* **Activity**: In the material below, find each line with the word "temporary" and list it.
····················
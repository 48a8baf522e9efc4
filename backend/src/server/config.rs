//! HTTP server configuration object and helpers.

use std::net::SocketAddr;
use std::path::PathBuf;

/// Configuration for creating the HTTP server.
pub struct ServerConfig {
    pub(crate) bind_addr: SocketAddr,
    pub(crate) storage_root: PathBuf,
}

impl ServerConfig {
    /// Construct a server configuration from the resolved settings.
    #[must_use]
    pub fn new(bind_addr: SocketAddr, storage_root: PathBuf) -> Self {
        Self {
            bind_addr,
            storage_root,
        }
    }
}
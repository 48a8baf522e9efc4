//! Domain primitives and aggregates.
//!
//! Purpose: Define strongly typed profile entities used by the HTTP and
//! persistence layers. Keep types immutable and document invariants and
//! serialisation contracts (serde) in each type's Rustdoc.
//!
//! Public surface:
//! - `User` and its validated components: the typed profile aggregate.
//! - `ProfileRecord` / `ProfileField`: raw record access for field routes.
//! - `tally_parties` / `winning_party`: election aggregation.
//! - `xml`: explicit XML document rendering.
//! - `Error` / `ErrorCode`: transport-agnostic error envelope.
//! - `ports`: the storage port driven adapters implement.

pub mod error;
pub mod ports;
pub mod record;
pub mod tally;
pub mod trace_id;
pub mod user;
pub mod xml;

pub use self::error::{Error, ErrorCode};
pub use self::record::{PatchError, ProfileField, ProfileRecord, UnknownFieldError};
pub use self::tally::{PartyTally, tally_parties, winning_party};
pub use self::trace_id::{TRACE_ID_HEADER, TraceId};
pub use self::user::{Address, PoliticalParty, User, UserId, UserValidationError};
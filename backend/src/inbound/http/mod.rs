//! HTTP inbound adapter exposing REST endpoints.

pub mod error;
pub mod health;
pub mod profiles;
pub mod schemas;
pub mod state;
pub mod validation;
pub mod xml;

pub use error::ApiResult;
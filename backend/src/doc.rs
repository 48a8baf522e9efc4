//! OpenAPI documentation configuration.
//!
//! This module defines the [`ApiDoc`] struct which generates the OpenAPI
//! specification for the REST API. It registers:
//!
//! - **Paths**: All HTTP endpoints from the inbound layer (profiles, XML
//!   reports, health)
//! - **Schemas**: Domain type wrappers ([`ErrorSchema`], [`ErrorCodeSchema`],
//!   [`UserSchema`], [`AddressSchema`]) that provide OpenAPI definitions
//!   without coupling domain types to the utoipa framework, plus the response
//!   envelopes returned by the profile handlers
//!
//! The generated specification is used by Swagger UI in debug builds.

use crate::inbound::http::profiles::{MessageResponse, UploadResponse, UsersResponse};
use crate::inbound::http::schemas::{AddressSchema, ErrorCodeSchema, ErrorSchema, UserSchema};
use utoipa::OpenApi;

/// OpenAPI document for the REST API.
/// Swagger UI is enabled in debug builds only and used by tooling.
#[derive(OpenApi)]
#[openapi(
    info(
        title = "Padron backend API",
        description = "HTTP interface for user profile storage, XML election reports, and health probes.",
        license(
            name = "Apache-2.0",
            url = "https://www.apache.org/licenses/LICENSE-2.0.html"
        )
    ),
    servers(
        (url = "/", description = "Relative to the deployment base URL")
    ),
    paths(
        crate::inbound::http::profiles::ping,
        crate::inbound::http::profiles::list_users,
        crate::inbound::http::profiles::get_user,
        crate::inbound::http::profiles::get_user_field,
        crate::inbound::http::profiles::create_user,
        crate::inbound::http::profiles::patch_user_field,
        crate::inbound::http::profiles::upload_user,
        crate::inbound::http::profiles::delete_user,
        crate::inbound::http::xml::show_user_xml,
        crate::inbound::http::xml::show_users_xml,
        crate::inbound::http::health::ready,
        crate::inbound::http::health::live,
    ),
    components(schemas(
        UserSchema,
        AddressSchema,
        ErrorSchema,
        ErrorCodeSchema,
        MessageResponse,
        UsersResponse,
        UploadResponse
    )),
    tags(
        (name = "profiles", description = "Operations on stored user profiles"),
        (name = "xml", description = "XML renditions of profiles and election tallies"),
        (name = "health", description = "Endpoints for health checks")
    )
)]
pub struct ApiDoc;

#[cfg(test)]
mod tests {
    //! Tests verifying OpenAPI schema field structure and path registration.

    use super::*;
    use utoipa::OpenApi;
    use utoipa::openapi::RefOr;
    use utoipa::openapi::schema::Schema;

    // Note: utoipa replaces :: with . in schema names
    const ERROR_SCHEMA_NAME: &str = "crate.domain.Error";
    const USER_SCHEMA_NAME: &str = "crate.domain.User";

    /// Assert that an Object schema contains a field with the given name.
    fn assert_object_schema_has_field(schema: &RefOr<Schema>, field: &str) {
        match schema {
            RefOr::T(Schema::Object(obj)) => {
                assert!(
                    obj.properties.contains_key(field),
                    "schema should have field '{field}'"
                );
            }
            _ => panic!("expected Object schema"),
        }
    }

    #[test]
    fn openapi_error_schema_has_required_fields() {
        let doc = ApiDoc::openapi();
        let schemas = &doc.components.as_ref().expect("components").schemas;
        let error_schema = schemas.get(ERROR_SCHEMA_NAME).expect("Error schema");

        assert_object_schema_has_field(error_schema, "code");
        assert_object_schema_has_field(error_schema, "message");
    }

    #[test]
    fn openapi_user_schema_uses_wire_field_names() {
        let doc = ApiDoc::openapi();
        let schemas = &doc.components.as_ref().expect("components").schemas;
        let user_schema = schemas.get(USER_SCHEMA_NAME).expect("User schema");

        assert_object_schema_has_field(user_schema, "ID");
        assert_object_schema_has_field(user_schema, "lastname");
        assert_object_schema_has_field(user_schema, "politicalParty");
    }

    #[test]
    fn openapi_registers_every_route() {
        let doc = ApiDoc::openapi();
        let paths = &doc.paths.paths;

        for route in [
            "/ping",
            "/users",
            "/user",
            "/user/{id}",
            "/user/{id}/{field}",
            "/upload/user",
            "/xml/user/{id}",
            "/xml/users",
            "/health/ready",
            "/health/live",
        ] {
            assert!(paths.contains_key(route), "missing path '{route}'");
        }
    }
}
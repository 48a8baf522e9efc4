//! Outbound adapters implementing domain ports for external infrastructure.
//!
//! This module follows the hexagonal architecture pattern, providing concrete
//! implementations of domain port traits for infrastructure concerns:
//!
//! - **persistence**: flat-file and in-memory profile stores
//!
//! Adapters are thin translators that convert between domain types and
//! infrastructure-specific representations. They contain no business logic.

pub mod persistence;
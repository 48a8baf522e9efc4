//! Test utilities for the backend crate.
//!
//! This module provides shared helpers for both unit tests (in `src/`) and
//! integration tests (in `tests/`). It is only compiled when running tests.

pub mod cap_fs {
    //! Capability-safe filesystem helpers for tests.
    //!
    //! The backend forbids direct `std::fs` calls. These helpers provide common
    //! read/write/existence/listing operations built on `cap_std::fs::Dir` so
    //! test suites can share consistent, policy-compliant file access.

    use std::ffi::OsString;
    use std::io;
    use std::path::Path;

    use cap_std::{ambient_authority, fs::Dir};

    /// Read a UTF-8 text file through `cap_std`.
    ///
    /// # Examples
    ///
    /// ```rust
    /// use padron::test_support::cap_fs::{read_file_to_string, write_file};
    ///
    /// let path = std::env::temp_dir().join("cap-fs-read-example.txt");
    /// write_file(&path, b"hello\n")?;
    ///
    /// let content = read_file_to_string(&path)?;
    /// assert_eq!(content, "hello\n");
    /// # Ok::<(), std::io::Error>(())
    /// ```
    pub fn read_file_to_string(path: &Path) -> io::Result<String> {
        let (parent, file_name) = parent_and_file_name(path)?;
        let directory = Dir::open_ambient_dir(parent, ambient_authority())?;
        directory.read_to_string(Path::new(&file_name))
    }

    /// Write bytes to a file through `cap_std`.
    ///
    /// # Examples
    ///
    /// ```rust
    /// use padron::test_support::cap_fs::{read_file_to_string, write_file};
    ///
    /// let path = std::env::temp_dir().join("cap-fs-write-example.txt");
    /// write_file(&path, b"snapshot\n")?;
    /// assert_eq!(read_file_to_string(&path)?, "snapshot\n");
    /// # Ok::<(), std::io::Error>(())
    /// ```
    pub fn write_file(path: &Path, contents: &[u8]) -> io::Result<()> {
        let (parent, file_name) = parent_and_file_name(path)?;
        let directory = Dir::open_ambient_dir(parent, ambient_authority())?;
        directory.write(Path::new(&file_name), contents)
    }

    /// Return true when `path` exists, false when it does not.
    ///
    /// # Examples
    ///
    /// ```rust
    /// use padron::test_support::cap_fs::{path_exists, write_file};
    ///
    /// let path = std::env::temp_dir().join("cap-fs-exists-example.txt");
    /// write_file(&path, b"exists\n")?;
    /// assert!(path_exists(&path));
    /// # Ok::<(), std::io::Error>(())
    /// ```
    pub fn path_exists(path: &Path) -> bool {
        let Ok((parent, file_name)) = parent_and_file_name(path) else {
            return false;
        };
        let Ok(directory) = Dir::open_ambient_dir(parent, ambient_authority()) else {
            return false;
        };
        directory.exists(Path::new(&file_name))
    }

    /// Create a directory and any missing parents through `cap_std`.
    ///
    /// # Examples
    ///
    /// ```rust
    /// use padron::test_support::cap_fs::{create_directory, path_exists};
    ///
    /// let directory = std::env::temp_dir().join("cap-fs-create-example");
    /// create_directory(&directory)?;
    /// assert!(path_exists(&directory));
    /// # Ok::<(), std::io::Error>(())
    /// ```
    pub fn create_directory(path: &Path) -> io::Result<()> {
        Dir::create_ambient_dir_all(path, ambient_authority())
    }

    /// List the entry names of a directory through `cap_std`.
    ///
    /// # Examples
    ///
    /// ```rust
    /// use cap_std::{ambient_authority, fs::Dir};
    /// use padron::test_support::cap_fs::{directory_entries, write_file};
    ///
    /// let directory = std::env::temp_dir().join("cap-fs-entries-example");
    /// Dir::create_ambient_dir_all(&directory, ambient_authority())?;
    /// write_file(&directory.join("entry.txt"), b"listed\n")?;
    ///
    /// let names = directory_entries(&directory)?;
    /// assert!(names.contains(&"entry.txt".to_string()));
    /// # Ok::<(), std::io::Error>(())
    /// ```
    pub fn directory_entries(path: &Path) -> io::Result<Vec<String>> {
        let directory = Dir::open_ambient_dir(path, ambient_authority())?;
        let mut names = Vec::new();
        for entry in directory.entries()? {
            let entry = entry?;
            names.push(entry.file_name().to_string_lossy().into_owned());
        }
        Ok(names)
    }

    fn parent_and_file_name(path: &Path) -> io::Result<(&Path, OsString)> {
        let parent = path.parent().unwrap_or_else(|| Path::new("."));
        let file_name = path.file_name().ok_or_else(|| {
            io::Error::new(
                io::ErrorKind::InvalidInput,
                "path must include a file or directory name",
            )
        })?;
        Ok((parent, file_name.to_os_string()))
    }
}

pub mod storage {
    //! Disposable storage roots for profile store tests.

    use tempfile::TempDir;

    use crate::outbound::persistence::DirProfileStore;

    /// Open a [`DirProfileStore`] rooted in a fresh temporary directory.
    ///
    /// The returned [`TempDir`] guard removes the directory when dropped, so
    /// callers must keep it alive for the duration of the test.
    ///
    /// # Examples
    ///
    /// ```rust
    /// use padron::test_support::cap_fs::path_exists;
    /// use padron::test_support::storage::temp_profile_store;
    ///
    /// let (root, _store) = temp_profile_store();
    /// assert!(path_exists(root.path()));
    /// ```
    ///
    /// # Panics
    /// Panics when the temporary directory cannot be created or opened.
    #[must_use]
    pub fn temp_profile_store() -> (TempDir, DirProfileStore) {
        let root = TempDir::new().expect("create temporary storage root");
        let store = DirProfileStore::open(root.path()).expect("open profile store");
        (root, store)
    }
}
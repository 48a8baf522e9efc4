//! Voter profile data model.
//!
//! A [`User`] is the typed view of one stored profile. Construction always
//! validates, so any `User` reachable from safe code satisfies the profile
//! invariants; raw on-disk shapes are handled separately by
//! [`crate::domain::ProfileRecord`].

use std::fmt;

use serde::{Deserialize, Serialize};

/// Validation errors returned by the profile constructors.
#[derive(Debug, Clone, PartialEq, Eq)]
pub enum UserValidationError {
    EmptyId,
    PaddedId,
    InvalidIdCharacters,
    EmptyName,
    EmptyLastname,
    EmptyAddressField { field: &'static str },
    EmptyPoliticalParty,
}

impl fmt::Display for UserValidationError {
    fn fmt(&self, f: &mut fmt::Formatter<'_>) -> fmt::Result {
        match self {
            Self::EmptyId => write!(f, "user id must not be empty"),
            Self::PaddedId => write!(f, "user id must not be surrounded by whitespace"),
            Self::InvalidIdCharacters => write!(
                f,
                "user id must not contain path separators or NUL and must not start with a dot",
            ),
            Self::EmptyName => write!(f, "name must not be blank"),
            Self::EmptyLastname => write!(f, "lastname must not be blank"),
            Self::EmptyAddressField { field } => {
                write!(f, "address {field} must not be blank")
            }
            Self::EmptyPoliticalParty => {
                write!(f, "political party must not be blank when present")
            }
        }
    }
}

impl std::error::Error for UserValidationError {}

/// Stable profile identifier.
///
/// The identifier doubles as the storage file stem (`<id>.json`), so values
/// that cannot name a file safely are rejected: empty strings, surrounding
/// whitespace, path separators, NUL bytes, and a leading dot (dot prefixes
/// are reserved for the store's temporary files).
#[derive(Debug, Clone, PartialEq, Eq, Hash, Serialize, Deserialize)]
#[serde(try_from = "String", into = "String")]
pub struct UserId(String);

impl UserId {
    /// Validate and construct a [`UserId`] from borrowed input.
    pub fn new(id: impl AsRef<str>) -> Result<Self, UserValidationError> {
        Self::from_owned(id.as_ref().to_owned())
    }

    fn from_owned(id: String) -> Result<Self, UserValidationError> {
        if id.is_empty() {
            return Err(UserValidationError::EmptyId);
        }
        if id.trim() != id {
            return Err(UserValidationError::PaddedId);
        }
        if id.contains(['/', '\\', '\0']) || id.starts_with('.') {
            return Err(UserValidationError::InvalidIdCharacters);
        }
        Ok(Self(id))
    }
}

impl AsRef<str> for UserId {
    fn as_ref(&self) -> &str {
        self.0.as_str()
    }
}

impl fmt::Display for UserId {
    fn fmt(&self, f: &mut fmt::Formatter<'_>) -> fmt::Result {
        f.write_str(self.as_ref())
    }
}

impl From<UserId> for String {
    fn from(value: UserId) -> Self {
        value.0
    }
}

impl TryFrom<String> for UserId {
    type Error = UserValidationError;

    fn try_from(value: String) -> Result<Self, Self::Error> {
        Self::from_owned(value)
    }
}

/// Party a profile declares affiliation with.
///
/// Absence of affiliation is modelled as `Option<PoliticalParty>` on the
/// profile; the value itself is always non-blank.
#[derive(Debug, Clone, PartialEq, Eq, Hash, Serialize, Deserialize)]
#[serde(try_from = "String", into = "String")]
pub struct PoliticalParty(String);

impl PoliticalParty {
    /// Validate and construct a [`PoliticalParty`] from owned input.
    pub fn new(name: impl Into<String>) -> Result<Self, UserValidationError> {
        Self::from_owned(name.into())
    }

    fn from_owned(name: String) -> Result<Self, UserValidationError> {
        if name.trim().is_empty() {
            return Err(UserValidationError::EmptyPoliticalParty);
        }
        Ok(Self(name))
    }
}

impl AsRef<str> for PoliticalParty {
    fn as_ref(&self) -> &str {
        self.0.as_str()
    }
}

impl fmt::Display for PoliticalParty {
    fn fmt(&self, f: &mut fmt::Formatter<'_>) -> fmt::Result {
        f.write_str(self.as_ref())
    }
}

impl From<PoliticalParty> for String {
    fn from(value: PoliticalParty) -> Self {
        value.0
    }
}

impl TryFrom<String> for PoliticalParty {
    type Error = UserValidationError;

    fn try_from(value: String) -> Result<Self, Self::Error> {
        Self::from_owned(value)
    }
}

/// Residential address grouped by administrative division.
#[derive(Debug, Clone, PartialEq, Eq, Serialize, Deserialize)]
#[serde(try_from = "AddressDto", into = "AddressDto")]
pub struct Address {
    provincia: String,
    canton: String,
    distrito: String,
}

impl Address {
    /// Fallible constructor enforcing non-blank divisions.
    pub fn try_new(
        provincia: impl Into<String>,
        canton: impl Into<String>,
        distrito: impl Into<String>,
    ) -> Result<Self, UserValidationError> {
        Ok(Self {
            provincia: non_blank_division(provincia.into(), "provincia")?,
            canton: non_blank_division(canton.into(), "canton")?,
            distrito: non_blank_division(distrito.into(), "distrito")?,
        })
    }

    /// Province division.
    pub fn provincia(&self) -> &str {
        self.provincia.as_str()
    }

    /// Canton division.
    pub fn canton(&self) -> &str {
        self.canton.as_str()
    }

    /// District division.
    pub fn distrito(&self) -> &str {
        self.distrito.as_str()
    }
}

fn non_blank_division(
    value: String,
    field: &'static str,
) -> Result<String, UserValidationError> {
    if value.trim().is_empty() {
        return Err(UserValidationError::EmptyAddressField { field });
    }
    Ok(value)
}

#[derive(Debug, Clone, Serialize, Deserialize)]
#[serde(deny_unknown_fields)]
struct AddressDto {
    provincia: String,
    canton: String,
    distrito: String,
}

impl From<Address> for AddressDto {
    fn from(value: Address) -> Self {
        let Address {
            provincia,
            canton,
            distrito,
        } = value;
        Self {
            provincia,
            canton,
            distrito,
        }
    }
}

impl TryFrom<AddressDto> for Address {
    type Error = UserValidationError;

    fn try_from(value: AddressDto) -> Result<Self, Self::Error> {
        Address::try_new(value.provincia, value.canton, value.distrito)
    }
}

/// Registered voter profile.
///
/// ## Invariants
/// - `id` is usable as a storage file stem (see [`UserId`]).
/// - `name` and `lastname` are non-blank.
/// - `political_party` is either absent or non-blank; the wire encoding
///   collapses absence into an empty `politicalParty` string.
///
/// The wire encoding keys are `ID`, `name`, `lastname`, `address`, `phones`,
/// and `politicalParty`; `politicalParty` is always emitted, defaulting to
/// the empty string.
#[derive(Debug, Clone, PartialEq, Eq, Serialize, Deserialize)]
#[serde(try_from = "UserDto", into = "UserDto")]
pub struct User {
    id: UserId,
    name: String,
    lastname: String,
    address: Address,
    phones: Vec<i64>,
    political_party: Option<PoliticalParty>,
}

impl User {
    /// Fallible constructor enforcing the profile invariants.
    pub fn try_new(
        id: UserId,
        name: impl Into<String>,
        lastname: impl Into<String>,
        address: Address,
        phones: Vec<i64>,
        political_party: Option<PoliticalParty>,
    ) -> Result<Self, UserValidationError> {
        let name = name.into();
        if name.trim().is_empty() {
            return Err(UserValidationError::EmptyName);
        }
        let lastname = lastname.into();
        if lastname.trim().is_empty() {
            return Err(UserValidationError::EmptyLastname);
        }

        Ok(Self {
            id,
            name,
            lastname,
            address,
            phones,
            political_party,
        })
    }

    /// Stable profile identifier.
    pub fn id(&self) -> &UserId {
        &self.id
    }

    /// Given name.
    pub fn name(&self) -> &str {
        self.name.as_str()
    }

    /// Family name.
    pub fn lastname(&self) -> &str {
        self.lastname.as_str()
    }

    /// Residential address.
    pub fn address(&self) -> &Address {
        &self.address
    }

    /// Contact phone numbers. May be empty.
    pub fn phones(&self) -> &[i64] {
        self.phones.as_slice()
    }

    /// Party affiliation, if any.
    pub fn political_party(&self) -> Option<&PoliticalParty> {
        self.political_party.as_ref()
    }
}

#[derive(Debug, Clone, Serialize, Deserialize)]
#[serde(rename_all = "camelCase")]
#[serde(deny_unknown_fields)]
struct UserDto {
    #[serde(rename = "ID")]
    id: String,
    name: String,
    lastname: String,
    address: AddressDto,
    phones: Vec<i64>,
    #[serde(default)]
    political_party: String,
}

impl From<User> for UserDto {
    fn from(value: User) -> Self {
        let User {
            id,
            name,
            lastname,
            address,
            phones,
            political_party,
        } = value;
        Self {
            id: id.into(),
            name,
            lastname,
            address: address.into(),
            phones,
            political_party: political_party.map(String::from).unwrap_or_default(),
        }
    }
}

impl TryFrom<UserDto> for User {
    type Error = UserValidationError;

    fn try_from(value: UserDto) -> Result<Self, Self::Error> {
        let UserDto {
            id,
            name,
            lastname,
            address,
            phones,
            political_party,
        } = value;

        let id = UserId::new(id)?;
        let address = Address::try_from(address)?;
        let political_party = if political_party.is_empty() {
            None
        } else {
            Some(PoliticalParty::new(political_party)?)
        };

        User::try_new(id, name, lastname, address, phones, political_party)
    }
}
····················
* **Task result**:
    /// Open a [`DirProfileStore`] rooted in a fresh temporary directory.
    /// Panics when the temporary directory cannot be created or opened.
        let root = TempDir::new().expect("create temporary storage root");
/// are reserved for the store's temporary files).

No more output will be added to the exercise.